Airbus, mégas contrats à Dubaï

airbus,dubaiLors du salon aéronautique qui se tient à Dubaï, Airbus vient d'engranger de nombreuses commandes. En fait, si certaines compagnies de la région se montrent friandes d'Airbus, les pays du Golfe seraient-ils plus intéressés par les actions du constructeur?




Airbus vient de remporter un méga-contrat auprès de la compagnie Emirates avec plus de 20 milliards de dollars à la commande. Cette dernière comporte pas moins de 70 appareils A350. De plus, la compagnie a pris des options sur 50 autres A350, sans oublier les 11 appareils déjà commandé du géant A380 dont huit fermes. Ce nouveau contrat porte à 58 le nombre de A380 commandés par Emirates, ce qui fait de la compagnie de Dubaï le plus gros client mondial de son nouveau géant.

En ce qui concerne la commande A350, Emirates avait annoncé qu'elle voulait commander une centaine d'appareils long-courriers mettant ainsi fin à ses hésitations entre le Dreamliner et l'A350. De ce fait, les 70 commandes fermes font d'Emirates le deuxième client de ce long-courrier après une autre compagnie du Golfe, Qatar Airways.

Ces nouvelles commandes confirment le fort développement de la compagnie Emirates, propriété de l'émirat de Dubaï, dont la flotte comporte actuellement 111 appareils. Le groupe a publié ses chiffres il y a quelques jours : plus de 10 millions de passagers durant la première moitié de l'année budgétaire 2007, soit plus de 22% par rapport à 2006.

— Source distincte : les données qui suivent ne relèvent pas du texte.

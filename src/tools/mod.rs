//! Fitlog Tools module
//!
//! MCP tool implementations, independent of the transport.

pub mod configurations;
pub mod dashboard;
pub mod stats;
pub mod status;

D'autre part, la compagnie aérienne émiratie à bas prix, Air Arabia, vient de commander 34 A320 et pris option sur 15 autres pour un montant total de quelque 3,5 milliards de dollars. Lancée il y a trois ans, la compagnie dispose de neuf avions pris en leasing et a transporté 1,95 million de passagers durant les neuf premiers mois de 2007, contre 1,26 million au cours de la même période en 2006. Elle est récemment entrée en bourse avec la mise en vente en avril de 55% de son capital, qui lui a rapporté 700 millions de dollars, devenant la première compagnie du Moyen-Orient à ouvrir son capital au public.